When alcohol is above its mean and volatile acidity is below its mean, a cluster of high quality wine (quality scores of 7, 8) appear in the lower right hand quadrant of the scatter plot. This is expected since volatile acidity is inversely related to quality scores.

When alcohol and sulphates are above their means, a cluster of high quality wine (quality scores of 7, 8) appear in the upper right hand quadrant of the scatter plot.

This plot is quite interesting. You can see the way the data clusters together. This makes sense since citric acid and volatile acidity are highly correlated. When volatile acidity is below its mean and citric acid is above its mean, a cluster of high quality wine (quality scores of 7, 8) appear in the upper left hand quadrant of the scatter plot.
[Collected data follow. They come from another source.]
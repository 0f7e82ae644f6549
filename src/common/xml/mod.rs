//! XML helpers: escaping and the owned element tree used for editable parts.

pub mod element;
pub mod escape;

pub use element::{XML_DECLARATION, XmlElement, XmlNode, XmlTreeError, local_name_of};
pub use escape::{escape_xml, resolve_entity, unescape_xml};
This is expected since volatile acidity is negatively correlated with quality and citric acid is positively correlated.

When volatile acidity is below its mean and sulphates is above its mean, a cluster of high quality wine (quality scores of 7, 8) appear in the upper left hand quadrant of the scatter plot. This is expected since volatile acidity is negatively correlated with quality and sulphates is positively correlated.

When citric acid and sulphates are above their means, a cluster of high quality wine (quality scores of 7, 8) appear in the upper right hand quadrant of the scatter plot. This is expected since both factors are positively correlated with quality.

Were there any interesting or surprising interactions between features?

These plots are quite instructive. They clearly show the effects of the correlations on quality AND each other. You can see clustering occurring when factors have collinearity. You can also see the blues and pinks clustering in the appropriate high quality quadrant consistently.

OPTIONAL: Did you create any models with your dataset? Discuss the strengths and limitations of your model.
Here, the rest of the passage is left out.